Task prompt:
Within the records below, filter for lines carrying the word "super" and copy them.

Stored items:
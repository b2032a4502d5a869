// Job Client - submit / get / cancel / list against one workspace

use super::constants::{
    PAYLOAD_BLOB_NAME, PAYLOAD_CONTAINER_PREFIX, PAYLOAD_CONTENT_ENCODING, PAYLOAD_CONTENT_TYPE,
};
use super::job_handle::CloudJob;
use super::listing::{JobPages, ProviderStatusPages, QuotaPages};
use super::paging::PagedLister;
use super::payload;
use super::session::WorkspaceSession;
use crate::domain::{
    validate_app_id, DiagnosticIdentifier, DomainError, JobDetails, JobFilter, JobId,
    PayloadLocation, ProviderStatus, Quota, WorkspaceContext, APP_ID_ENV_VAR,
};
use crate::error::{ClientError, Result};
use crate::port::{BlobUpload, BlobUploader, IdProvider, JobBackend, TokenProvider, UuidProvider};
use std::sync::Arc;
use tracing::info;

/// Client for one workspace identity
///
/// Built once; its configuration and diagnostic identifier never change and
/// are shared with every handle and lister it creates.
pub struct JobClient {
    session: Arc<WorkspaceSession>,
    id_provider: Arc<dyn IdProvider>,
    uploader: Option<Arc<dyn BlobUploader>>,
}

impl JobClient {
    pub fn builder(
        workspace: WorkspaceContext,
        backend: Arc<dyn JobBackend>,
        credential: Arc<dyn TokenProvider>,
    ) -> JobClientBuilder {
        JobClientBuilder {
            workspace,
            backend,
            credential,
            app_id: None,
            env_app_id: None,
            id_provider: Arc::new(UuidProvider),
            uploader: None,
        }
    }

    pub fn workspace(&self) -> &WorkspaceContext {
        self.session.workspace()
    }

    pub fn diagnostic_id(&self) -> &DiagnosticIdentifier {
        self.session.diagnostic_id()
    }

    /// Register a job whose payload already lives at `location`
    ///
    /// # Errors
    /// - `ClientError::InvalidArgument` if `job_id` is empty, or whatever the
    ///   remote side reports for an id collision
    pub async fn submit(
        &self,
        location: PayloadLocation,
        job_id: impl Into<JobId>,
        mut details: JobDetails,
    ) -> Result<CloudJob> {
        let job_id = job_id.into();
        if job_id.is_empty() {
            return Err(DomainError::EmptyJobId.into());
        }
        details.assign(job_id, location);

        let ctx = self.session.request_context().await?;
        let accepted = self.session.backend().create_job(&ctx, &details).await?;

        info!(
            job_id = %accepted.id,
            target = %accepted.target,
            provider_id = %accepted.provider_id,
            "Job submitted"
        );
        Ok(CloudJob::new(Arc::clone(&self.session), accepted))
    }

    /// Compress and upload `payload`, then submit it under a fresh job id
    ///
    /// # Errors
    /// - `ClientError::NotConfigured` if no blob uploader was configured
    pub async fn submit_problem(&self, payload: &[u8], details: JobDetails) -> Result<CloudJob> {
        let uploader = self.uploader.as_ref().ok_or_else(|| {
            ClientError::NotConfigured("no blob uploader configured for payload upload".into())
        })?;

        let job_id = JobId::new(self.id_provider.generate_id());
        let data = payload::compress(payload)?;
        info!(
            job_id = %job_id,
            raw_bytes = payload.len(),
            compressed_bytes = data.len(),
            "Uploading problem payload"
        );

        let location = uploader
            .upload(BlobUpload {
                container: format!("{}{}", PAYLOAD_CONTAINER_PREFIX, job_id),
                blob_name: PAYLOAD_BLOB_NAME.to_string(),
                content_type: PAYLOAD_CONTENT_TYPE.to_string(),
                content_encoding: Some(PAYLOAD_CONTENT_ENCODING.to_string()),
                data,
            })
            .await?;

        self.submit(location, job_id, details).await
    }

    /// Fetch the current snapshot of a job
    pub async fn get(&self, job_id: impl Into<JobId>) -> Result<CloudJob> {
        let job_id = job_id.into();
        let details = self.session.fetch_job(&job_id).await?;
        Ok(CloudJob::new(Arc::clone(&self.session), details))
    }

    /// Request remote cancellation of `job`, see [`CloudJob::cancel`]
    pub async fn cancel(&self, job: &mut CloudJob) -> Result<()> {
        job.cancel().await
    }

    pub fn list_jobs(&self, filter: JobFilter) -> PagedLister<CloudJob> {
        PagedLister::new(JobPages::new(Arc::clone(&self.session), filter))
    }

    pub fn list_quotas(&self) -> PagedLister<Quota> {
        PagedLister::new(QuotaPages::new(Arc::clone(&self.session)))
    }

    pub fn list_provider_status(&self) -> PagedLister<ProviderStatus> {
        PagedLister::new(ProviderStatusPages::new(Arc::clone(&self.session)))
    }
}

/// Builder for [`JobClient`]
pub struct JobClientBuilder {
    workspace: WorkspaceContext,
    backend: Arc<dyn JobBackend>,
    credential: Arc<dyn TokenProvider>,
    app_id: Option<String>,
    env_app_id: Option<String>,
    id_provider: Arc<dyn IdProvider>,
    uploader: Option<Arc<dyn BlobUploader>>,
}

impl JobClientBuilder {
    /// Caller-supplied application id
    ///
    /// # Errors
    /// - `ClientError::InvalidArgument` if longer than 24 characters
    pub fn app_id(mut self, app_id: impl Into<String>) -> Result<Self> {
        let app_id = app_id.into();
        validate_app_id(&app_id)?;
        self.app_id = Some(app_id);
        Ok(self)
    }

    /// Environment-level application id
    pub fn env_app_id(mut self, env_app_id: Option<String>) -> Self {
        self.env_app_id = env_app_id;
        self
    }

    /// Read the environment-level application id from `QUASAR_APP_ID`
    pub fn env_app_id_from_env(self) -> Self {
        let env_app_id = std::env::var(APP_ID_ENV_VAR).ok();
        self.env_app_id(env_app_id)
    }

    pub fn id_provider(mut self, id_provider: Arc<dyn IdProvider>) -> Self {
        self.id_provider = id_provider;
        self
    }

    pub fn uploader(mut self, uploader: Arc<dyn BlobUploader>) -> Self {
        self.uploader = Some(uploader);
        self
    }

    pub fn build(self) -> JobClient {
        let diagnostic_id =
            DiagnosticIdentifier::compose(self.app_id.as_deref(), self.env_app_id.as_deref());
        info!(
            workspace = %self.workspace,
            app_id = %diagnostic_id,
            "Job client ready"
        );

        JobClient {
            session: Arc::new(WorkspaceSession::new(
                self.workspace,
                self.backend,
                self.credential,
                diagnostic_id,
            )),
            id_provider: self.id_provider,
            uploader: self.uploader,
        }
    }
}

#[cfg(test)]
mod tests {
    use super::*;
    use crate::domain::{JobStatus, Page};
    use crate::port::blob_uploader::mocks::InMemoryBlobStore;
    use crate::port::id_provider::mocks::SequentialIdProvider;
    use crate::port::job_backend::mocks::InMemoryJobBackend;
    use crate::port::StaticTokenProvider;
    use tokio_test::{assert_err, assert_ok};

    fn workspace() -> WorkspaceContext {
        WorkspaceContext::new("sub", "rg", "ws", "westus")
    }

    fn client_with(backend: Arc<InMemoryJobBackend>) -> JobClient {
        JobClient::builder(workspace(), backend, Arc::new(StaticTokenProvider::new("token")))
            .app_id("OptionAppId")
            .unwrap()
            .env_app_id(Some("EnvVarAppId".to_string()))
            .build()
    }

    fn details() -> JobDetails {
        JobDetails::new("microsoft.simulatedannealing.cpu", "Microsoft", "ising.v1", "result.v1")
    }

    fn location(id: &str) -> PayloadLocation {
        PayloadLocation::new(format!("https://store/job-{id}"), format!("https://store/job-{id}/inputData"))
    }

    fn quota(dimension: &str) -> Quota {
        Quota {
            dimension: dimension.into(),
            scope: "Workspace".into(),
            provider_id: "Microsoft".into(),
            utilization: 1.0,
            holds: 0.0,
            limit: 10.0,
            period: "Monthly".into(),
        }
    }

    #[test]
    fn test_overlong_app_id_rejected_at_assignment() {
        let backend = Arc::new(InMemoryJobBackend::new(10));
        let result = JobClient::builder(workspace(), backend, Arc::new(StaticTokenProvider::new("t")))
            .app_id("VeryVeryVeryVeryVeryVeryLongOptionAppId");

        assert!(matches!(result, Err(ClientError::InvalidArgument(_))));
    }

    #[test]
    fn test_diagnostic_id_composed_once() {
        let client = client_with(Arc::new(InMemoryJobBackend::new(10)));
        assert_eq!(client.diagnostic_id().as_str(), "OptionAppId-EnvVarAppId");
    }

    #[tokio::test]
    async fn test_every_request_carries_token_and_diagnostic_id() {
        let backend = Arc::new(InMemoryJobBackend::new(10));
        let client = client_with(backend.clone());

        let mut job = client.submit(location("a"), "a", details()).await.unwrap();
        job.refresh().await.unwrap();
        client.list_quotas().try_collect_all().await.unwrap();

        let contexts = backend.contexts();
        assert_eq!(contexts.len(), 3);
        for ctx in contexts {
            assert_eq!(ctx.access_token.secret(), "token");
            assert_eq!(ctx.diagnostic_id.as_str(), "OptionAppId-EnvVarAppId");
        }
    }

    #[tokio::test]
    async fn test_submit_embeds_location_verbatim() {
        let backend = Arc::new(InMemoryJobBackend::new(10));
        let client = client_with(backend);

        let job = client
            .submit(location("a"), "a", details().with_name("run"))
            .await
            .unwrap();

        assert_eq!(job.id().as_str(), "a");
        assert_eq!(job.status(), &JobStatus::Waiting);
        assert_eq!(job.details().container_uri, "https://store/job-a");
        assert_eq!(job.details().input_data_uri, "https://store/job-a/inputData");
        assert!(job.details().creation_time.is_some());
    }

    #[tokio::test]
    async fn test_submit_rejects_empty_id_before_network() {
        let backend = Arc::new(InMemoryJobBackend::new(10));
        let client = client_with(backend.clone());

        let err = client.submit(location("x"), "", details()).await.unwrap_err();
        assert!(matches!(err, ClientError::InvalidArgument(_)));
        assert_eq!(backend.calls().create, 0);
    }

    #[tokio::test]
    async fn test_submit_surfaces_server_collision() {
        let backend = Arc::new(InMemoryJobBackend::new(10));
        let client = client_with(backend);

        assert_ok!(client.submit(location("a"), "a", details()).await);
        let err = client.submit(location("a"), "a", details()).await.unwrap_err();
        assert!(matches!(err, ClientError::InvalidArgument(_)));
    }

    #[tokio::test]
    async fn test_get_unknown_job_is_not_found() {
        let client = client_with(Arc::new(InMemoryJobBackend::new(10)));
        let err = client.get("missing").await.unwrap_err();
        assert!(matches!(err, ClientError::NotFound(_)));
    }

    #[tokio::test]
    async fn test_cancel_succeeded_job_conflicts() {
        let backend = Arc::new(InMemoryJobBackend::new(10));
        let client = client_with(backend.clone());
        client.submit(location("a"), "a", details()).await.unwrap();
        backend.set_status(&JobId::new("a"), JobStatus::Succeeded);

        let mut job = client.get("a").await.unwrap();
        assert_eq!(job.status(), &JobStatus::Succeeded);

        let err = client.cancel(&mut job).await.unwrap_err();
        assert!(matches!(err, ClientError::Conflict(_)));
        assert_eq!(job.status(), &JobStatus::Succeeded);
    }

    #[tokio::test]
    async fn test_list_quotas_two_pages() {
        let backend = Arc::new(
            InMemoryJobBackend::new(2).with_quotas(vec![quota("a"), quota("b"), quota("c")]),
        );
        let client = client_with(backend.clone());

        let mut lister = client.list_quotas();
        let first = lister.try_next().await.unwrap().unwrap();
        assert_eq!(first.dimension, "a");
        assert_eq!(backend.calls().list_quotas, 1);

        let rest = lister.try_collect_all().await.unwrap();
        let dims: Vec<_> = rest.iter().map(|q| q.dimension.as_str()).collect();
        assert_eq!(dims, vec!["b", "c"]);
        assert_eq!(backend.calls().list_quotas, 2);
    }

    #[tokio::test]
    async fn test_list_jobs_applies_filter_and_yields_handles() {
        let backend = Arc::new(InMemoryJobBackend::new(1));
        let client = client_with(backend.clone());
        for id in ["a", "b", "c"] {
            client.submit(location(id), id, details()).await.unwrap();
        }
        backend.set_status(&JobId::new("b"), JobStatus::Succeeded);

        let jobs = client
            .list_jobs(JobFilter::default().with_status(JobStatus::Waiting))
            .try_collect_all()
            .await
            .unwrap();
        let ids: Vec<_> = jobs.iter().map(|j| j.id().as_str()).collect();
        assert_eq!(ids, vec!["a", "c"]);

        // Listed handles are live
        let mut first = client.list_jobs(JobFilter::default()).take(1).await.unwrap();
        assert_ok!(first[0].refresh().await);
    }

    #[tokio::test]
    async fn test_list_provider_status_empty() {
        let client = client_with(Arc::new(InMemoryJobBackend::new(2)));
        let mut lister = client.list_provider_status();
        assert!(lister.try_next().await.unwrap().is_none());
        assert_eq!(lister.pages_fetched(), 1);
    }

    #[tokio::test]
    async fn test_submit_problem_compresses_and_uploads() {
        let backend = Arc::new(InMemoryJobBackend::new(10));
        let store = Arc::new(InMemoryBlobStore::new());
        let client = JobClient::builder(workspace(), backend, Arc::new(StaticTokenProvider::new("t")))
            .id_provider(Arc::new(SequentialIdProvider::new("job")))
            .uploader(store.clone())
            .build();

        let payload = br#"{"cost_function":{"version":"1.0","type":"ising","terms":[{"c":1,"ids":[0,1]}]}}"#;
        let job = client.submit_problem(payload, details()).await.unwrap();

        assert_eq!(job.id().as_str(), "job-1");
        assert_eq!(job.details().container_uri, "memory://job-job-1");
        assert_eq!(job.details().input_data_uri, "memory://job-job-1/inputData");

        let uploads = store.uploads();
        assert_eq!(uploads.len(), 1);
        assert_eq!(uploads[0].content_encoding.as_deref(), Some("gzip"));
        assert_eq!(payload::decompress(&uploads[0].data).unwrap(), payload.to_vec());
    }

    #[tokio::test]
    async fn test_submit_problem_without_uploader_is_not_configured() {
        let client = client_with(Arc::new(InMemoryJobBackend::new(10)));
        let err = assert_err!(client.submit_problem(b"{}", details()).await);
        assert!(err.is_not_configured());
    }

    #[test]
    fn test_page_map_keeps_cursor() {
        let page = Page::new(vec![1, 2], Some(crate::domain::PageCursor::new("n")));
        let mapped = page.map(|n| n * 10);
        assert_eq!(mapped.items, vec![10, 20]);
        assert_eq!(mapped.next.unwrap().as_str(), "n");
    }
}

Result:
use super::constants::{
use super::job_handle::CloudJob;
use super::listing::{JobPages, ProviderStatusPages, QuotaPages};
use super::paging::PagedLister;
use super::payload;
use super::session::WorkspaceSession;
    use super::*;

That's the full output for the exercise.